While implementing some features of Storm SQL on top of Trident, I realized
that there's no Trident operation which provides a way to add fields from
some Function and remove existing fields within one operation.
'each' appends the function output fields to origin input fields, and 'map'
and 'flatMap' use same output fields, so no luck.

Is this a missing feature, or there's a reason for doing so? Trident uses
TridentTupleView so I guess this is related but I didn't have a deep look
for Trident itself.
If anyone knows about the history please let me know.

Thanks,
Jungtaek Lim (HeartSaVioR)

ps.
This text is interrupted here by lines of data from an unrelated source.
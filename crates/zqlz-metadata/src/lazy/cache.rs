//! Lazy loading cache for child metadata objects
//!
//! Each cache instance holds one ordered child collection of one parent
//! (the partitions of a table, its indexes, ...). The collection is fetched
//! on first access, shared by every later reader, and dropped on explicit
//! invalidation.

use futures::StreamExt;
use indexmap::IndexMap;
use parking_lot::RwLock;
use std::sync::Arc;
use std::sync::atomic::{AtomicU8, AtomicU64, Ordering};
use zqlz_core::{Connection, MonitorTask, ProgressMonitor};

use crate::error::{MetadataError, MetadataResult};
use crate::fetch::{LookupParent, LookupStatement, MetadataObject, ObjectFetcher};

/// Ordered child map, in fetch order
pub type ObjectMap<T> = IndexMap<String, Arc<T>>;

/// Load state of a cache
#[derive(Debug, Clone, Copy, PartialEq, Eq)]
#[repr(u8)]
pub enum CacheState {
    /// Nothing loaded; the next read fetches
    Unloaded = 0,
    /// A fetch is in flight; readers wait for it
    Loading = 1,
    /// The collection is published and immutable until invalidation
    Loaded = 2,
}

impl CacheState {
    fn from_u8(value: u8) -> Self {
        match value {
            1 => CacheState::Loading,
            2 => CacheState::Loaded,
            _ => CacheState::Unloaded,
        }
    }
}

/// Counters for monitoring a cache
#[derive(Debug, Clone, Copy, Default, PartialEq, Eq)]
pub struct LookupCacheStats {
    /// Reads answered from the published collection
    pub hits: u64,
    /// Reads that found nothing published and ran the full fetch
    pub misses: u64,
    /// Fetches started, full or single-object
    pub fetches: u64,
    /// Fetches that ended in an error or cancellation
    pub failed_fetches: u64,
}

/// Single-flight, read-mostly cache of one parent's child objects.
///
/// Readers of a loaded cache only touch the published map. Loading and
/// invalidation are serialised by a per-instance async lock, so concurrent
/// first readers wait for one fetch instead of starting their own, and
/// [`clear_cache`](Self::clear_cache) never interleaves with a fetch.
///
/// Callers queued behind a full fetch share its outcome: if it fails they
/// all get a copy of its error instead of each running the query again.
/// Only a call made after the failure starts a new fetch.
pub struct ObjectLookupCache<F: ObjectFetcher> {
    fetcher: F,
    state: AtomicU8,
    objects: RwLock<Option<Arc<ObjectMap<F::Object>>>>,
    fetch_lock: tokio::sync::Mutex<()>,
    /// Number of finished full fetches; bumped under the fetch lock
    completed_loads: AtomicU64,
    /// Error of the last full fetch, tagged with its `completed_loads` value
    last_failure: RwLock<Option<(u64, MetadataError)>>,
    hits: AtomicU64,
    misses: AtomicU64,
    fetches: AtomicU64,
    failed_fetches: AtomicU64,
}

/// Puts the state back to `Unloaded` unless disarmed, so a failed or
/// dropped fetch never leaves the cache stuck in `Loading`.
struct LoadingGuard<'a> {
    state: &'a AtomicU8,
    armed: bool,
}

impl<'a> LoadingGuard<'a> {
    fn enter(state: &'a AtomicU8) -> Self {
        state.store(CacheState::Loading as u8, Ordering::Release);
        Self { state, armed: true }
    }

    fn disarm(mut self) {
        self.armed = false;
    }
}

impl Drop for LoadingGuard<'_> {
    fn drop(&mut self) {
        if self.armed {
            self.state
                .store(CacheState::Unloaded as u8, Ordering::Release);
        }
    }
}

impl<F: ObjectFetcher> ObjectLookupCache<F> {
    pub fn new(fetcher: F) -> Self {
        Self {
            fetcher,
            state: AtomicU8::new(CacheState::Unloaded as u8),
            objects: RwLock::new(None),
            fetch_lock: tokio::sync::Mutex::new(()),
            completed_loads: AtomicU64::new(0),
            last_failure: RwLock::new(None),
            hits: AtomicU64::new(0),
            misses: AtomicU64::new(0),
            fetches: AtomicU64::new(0),
            failed_fetches: AtomicU64::new(0),
        }
    }

    pub fn fetcher(&self) -> &F {
        &self.fetcher
    }

    pub fn state(&self) -> CacheState {
        CacheState::from_u8(self.state.load(Ordering::Acquire))
    }

    pub fn is_loaded(&self) -> bool {
        self.state() == CacheState::Loaded
    }

    pub fn stats(&self) -> LookupCacheStats {
        LookupCacheStats {
            hits: self.hits.load(Ordering::Relaxed),
            misses: self.misses.load(Ordering::Relaxed),
            fetches: self.fetches.load(Ordering::Relaxed),
            failed_fetches: self.failed_fetches.load(Ordering::Relaxed),
        }
    }

    /// Snapshot of the loaded collection without any I/O; `None` unless loaded
    pub fn cached_objects(&self) -> Option<Vec<Arc<F::Object>>> {
        self.published()
            .map(|objects| objects.values().cloned().collect())
    }

    /// All children of `parent`, in fetch order.
    ///
    /// Fetches on first use. A monitor that is already cancelled yields an
    /// empty list and leaves the cache untouched.
    pub async fn get_objects(
        &self,
        conn: &dyn Connection,
        monitor: &dyn ProgressMonitor,
        parent: &Arc<F::Parent>,
    ) -> MetadataResult<Vec<Arc<F::Object>>> {
        let objects = self.load(conn, monitor, parent).await?;
        Ok(objects
            .map(|objects| objects.values().cloned().collect())
            .unwrap_or_default())
    }

    /// The child named exactly `name`, loading the collection first if needed
    pub async fn get_object(
        &self,
        conn: &dyn Connection,
        monitor: &dyn ProgressMonitor,
        parent: &Arc<F::Parent>,
        name: &str,
    ) -> MetadataResult<Option<Arc<F::Object>>> {
        let objects = self.load(conn, monitor, parent).await?;
        Ok(objects.and_then(|objects| objects.get(name).cloned()))
    }

    /// Re-read a single child with the name-filtered statement.
    ///
    /// On a loaded cache the entry is replaced in place (or removed when the
    /// object no longer exists; appended when it is new) and a new snapshot is
    /// published. Snapshots handed out earlier are unaffected. On an unloaded
    /// cache this loads the whole collection instead. A failed refresh keeps
    /// the previous collection. An empty name matches nothing and runs no
    /// query.
    pub async fn refresh_object(
        &self,
        conn: &dyn Connection,
        monitor: &dyn ProgressMonitor,
        parent: &Arc<F::Parent>,
        name: &str,
    ) -> MetadataResult<Option<Arc<F::Object>>> {
        if name.is_empty() || monitor.is_cancelled() {
            return Ok(None);
        }

        let guard = self.fetch_lock.lock().await;
        let Some(current) = self.published() else {
            drop(guard);
            return self.get_object(conn, monitor, parent, name).await;
        };

        let mut fetched = match self.fetch(conn, monitor, parent, Some(name)).await {
            Ok(fetched) => fetched,
            Err(err) => {
                self.failed_fetches.fetch_add(1, Ordering::Relaxed);
                return Err(err);
            }
        };

        let mut next: ObjectMap<F::Object> = (*current).clone();
        let refreshed = fetched.shift_remove(name);
        match &refreshed {
            Some(object) => {
                next.insert(name.to_string(), Arc::clone(object));
            }
            None => {
                next.shift_remove(name);
            }
        }
        tracing::debug!(
            kind = self.fetcher.kind(),
            parent = %parent.qualified_name(),
            object = %name,
            found = refreshed.is_some(),
            "refreshed cached object"
        );

        *self.objects.write() = Some(Arc::new(next));
        Ok(refreshed)
    }

    /// Drop the collection; the next read fetches again.
    ///
    /// Waits for an in-flight fetch to finish first, so a result fetched
    /// before the invalidation is never published after it.
    pub async fn clear_cache(&self) {
        let _guard = self.fetch_lock.lock().await;
        self.state
            .store(CacheState::Unloaded as u8, Ordering::Release);
        *self.last_failure.write() = None;
        let previous = self.objects.write().take();
        tracing::debug!(
            kind = self.fetcher.kind(),
            dropped = previous.map(|objects| objects.len()).unwrap_or(0),
            "cleared object cache"
        );
    }

    /// Error of a full fetch that finished after `seen` was read
    fn failure_since(&self, seen: u64) -> Option<MetadataError> {
        match &*self.last_failure.read() {
            Some((completed, err)) if *completed > seen => Some(err.clone()),
            _ => None,
        }
    }

    fn published(&self) -> Option<Arc<ObjectMap<F::Object>>> {
        if self.state() != CacheState::Loaded {
            return None;
        }
        self.objects.read().clone()
    }

    /// Published map, fetching it first when needed. `None` means the
    /// monitor was cancelled before a fetch started.
    async fn load(
        &self,
        conn: &dyn Connection,
        monitor: &dyn ProgressMonitor,
        parent: &Arc<F::Parent>,
    ) -> MetadataResult<Option<Arc<ObjectMap<F::Object>>>> {
        if let Some(objects) = self.published() {
            self.hits.fetch_add(1, Ordering::Relaxed);
            return Ok(Some(objects));
        }

        if monitor.is_cancelled() {
            tracing::debug!(kind = self.fetcher.kind(), "load skipped, monitor cancelled");
            return Ok(None);
        }

        let seen = self.completed_loads.load(Ordering::Acquire);
        let _guard = self.fetch_lock.lock().await;

        // Another task may have finished the fetch while we waited.
        if let Some(objects) = self.published() {
            self.hits.fetch_add(1, Ordering::Relaxed);
            return Ok(Some(objects));
        }
        if let Some(err) = self.failure_since(seen) {
            tracing::debug!(
                kind = self.fetcher.kind(),
                error = %err,
                "sharing error of the fetch this call waited on"
            );
            return Err(err);
        }
        if monitor.is_cancelled() {
            return Ok(None);
        }

        self.misses.fetch_add(1, Ordering::Relaxed);
        let loading = LoadingGuard::enter(&self.state);
        let result = self.fetch(conn, monitor, parent, None).await;
        let completed = self.completed_loads.load(Ordering::Relaxed) + 1;
        match result {
            Ok(objects) => {
                let objects = Arc::new(objects);
                *self.objects.write() = Some(Arc::clone(&objects));
                *self.last_failure.write() = None;
                self.state.store(CacheState::Loaded as u8, Ordering::Release);
                self.completed_loads.store(completed, Ordering::Release);
                loading.disarm();
                Ok(Some(objects))
            }
            Err(err) => {
                // Cancellation belongs to this caller's monitor, not to the
                // callers waiting behind it.
                if !matches!(err, MetadataError::Cancelled) {
                    *self.last_failure.write() = Some((completed, err.clone()));
                    self.completed_loads.store(completed, Ordering::Release);
                }
                self.failed_fetches.fetch_add(1, Ordering::Relaxed);
                tracing::warn!(
                    kind = self.fetcher.kind(),
                    parent = %parent.qualified_name(),
                    error = %err,
                    "failed to load objects"
                );
                Err(err)
            }
        }
    }

    /// Run the fetch protocol once. Caller holds the fetch lock.
    #[tracing::instrument(
        skip_all,
        fields(kind = self.fetcher.kind(), parent = %parent.qualified_name(), filter = ?object_name)
    )]
    async fn fetch(
        &self,
        conn: &dyn Connection,
        monitor: &dyn ProgressMonitor,
        parent: &Arc<F::Parent>,
        object_name: Option<&str>,
    ) -> MetadataResult<ObjectMap<F::Object>> {
        self.fetches.fetch_add(1, Ordering::Relaxed);
        let statement = self.fetcher.prepare_lookup(parent, object_name);

        let _task = MonitorTask::begin(monitor, &format!("Load {}", self.fetcher.kind()));
        match monitor.cancellation_token() {
            Some(token) => {
                tokio::select! {
                    biased;
                    _ = token.cancelled() => {
                        if let Some(handle) = conn.cancel_handle() {
                            handle.cancel();
                        }
                        tracing::debug!("fetch cancelled");
                        Err(MetadataError::Cancelled)
                    }
                    result = self.read_objects(conn, parent, &statement) => result,
                }
            }
            None => self.read_objects(conn, parent, &statement).await,
        }
    }

    async fn read_objects(
        &self,
        conn: &dyn Connection,
        parent: &Arc<F::Parent>,
        statement: &LookupStatement,
    ) -> MetadataResult<ObjectMap<F::Object>> {
        let kind = self.fetcher.kind();
        let executor_error =
            |err| MetadataError::from_executor(kind, parent.qualified_name(), err);

        let mut rows = conn
            .query_stream(&statement.sql, &statement.params)
            .await
            .map_err(executor_error)?;

        let mut objects = ObjectMap::new();
        let mut skipped = 0usize;
        while let Some(row) = rows.next().await {
            let row = row.map_err(executor_error)?;
            let Some(object) = self.fetcher.fetch_object(parent, &row)? else {
                skipped += 1;
                tracing::trace!("skipped row without object name");
                continue;
            };
            let name = object.name().to_string();
            if objects.insert(name.clone(), Arc::new(object)).is_some() {
                tracing::debug!(object = %name, "duplicate object name, keeping last row");
            }
        }

        tracing::debug!(count = objects.len(), skipped, "loaded objects");
        Ok(objects)
    }
}

impl<F: ObjectFetcher> std::fmt::Debug for ObjectLookupCache<F> {
    fn fmt(&self, f: &mut std::fmt::Formatter<'_>) -> std::fmt::Result {
        f.debug_struct("ObjectLookupCache")
            .field("kind", &self.fetcher.kind())
            .field("state", &self.state())
            .finish()
    }
}

#[cfg(test)]
#[path = "tests.rs"]
mod tests;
It might be better to explain why I'm finding that feature. I'm trying
to minimize below each -> project -> each -> project chain into one.
https://github.com/apache/storm/blob/master/external/sql/storm-sql-core/src/jvm/org/apache/storm/sql/compiler/backends/trident/TridentLogicalPlanCompiler.java#L164-L167
Please note that Trident doesn't allow duplicated field name so using
temporary field name is necessary if we should preserve existing fields.

Re: Question regarding design of the Trident (operations)

Posted by Jungtaek Lim <ka...@gmail.com>.
FYI: Just worked to have one -
http://issues.apache.org/jira/browse/STORM-2072

This adds map and flatMap to have additional parameter: outputFields. If
outputFields are specified, it replaces origin fields with output fields.

- Jungtaek Lim (HeartSaVioR)


2016년 8월 31일 (수) 오전 10:27, Jungtaek Lim <ka...@gmail.com>님이 작성:

> FYI: I just found that Stream class has TODO comment above of class:
> *// TODO: need to be able to replace existing fields with the function
> fields (like Cascading Fields.REPLACE)*
> which is written at Aug. 2012, initial importing Trident source code.
>
> According to the TODO comment, it seems to be a just missing feature.
>
> Thanks,
> Jungtaek Lim (HeartSaVioR)
>
>
> 2016년 8월 31일 (수) 오전 7:29, Jungtaek Lim <ka...@gmail.com>님이 작성:
>
>> Hi Manu,
>>
>> I'm finding for 1:1 tuple transition, not aggregation. In other words,
>> I'm finding like 'V map(T, Function<T, V>)' which seems fit for many use
>> case but Trident doesn't support this yet so I'd like to find out why.
>>
>> Thanks,
>> Jungtaek Lim (HeartSaVioR)
>>
>> 2016년 8월 31일 (수) 오전 7:09, Manu Zhang <ow...@gmail.com>님이 작성:
>>
>>> I think we have 'aggregate' in Trident, where the function output fields
>>> replace the input fields.
>>>
>>> Thanks,
>>> Manu Zhang
>>>
>>> On Tue, Aug 30, 2016 at 4:17 PM Jungtaek Lim <ka...@gmail.com> wrote:
>>>
>>> > Hi devs,
>>> >
>>> > While implementing some features of Storm SQL on top of Trident, I
>>> realized
>>> > that there's no Trident operation which provides a way to add fields
>>> from
>>> > some Function and remove existing fields within one operation.
>>> > 'each' appends the function output fields to origin input fields, and
>>> 'map'
>>> > and 'flatMap' use same output fields, so no luck.
>>> >
>>> > Is this a missing feature, or there's a reason for doing so? Trident
>>> uses
>>> > TridentTupleView so I guess this is related but I didn't have a deep
>>> look
>>> > for Trident itself.
>>> > If anyone knows about the history please let me know.
>>> >
>>> > Thanks,
>>> > Jungtaek Lim (HeartSaVioR)
>>> >
>>> > ps. It might be better to explain why I'm finding that feature. I'm
>>> trying
>>> > to minimize below each -> project -> each -> project chain into one.
>>> >
>>> >
>>> https://github.com/apache/storm/blob/master/external/sql/storm-sql-core/src/jvm/org/apache/storm/sql/compiler/backends/trident/TridentLogicalPlanCompiler.java#L164-L167
>>> > Please note that Trident doesn't allow duplicated field name so using
>>> > temporary field name is necessary if we should preserve existing
>>> fields.
>>> >
>>>
>>

Re: Question regarding design of the Trident (operations)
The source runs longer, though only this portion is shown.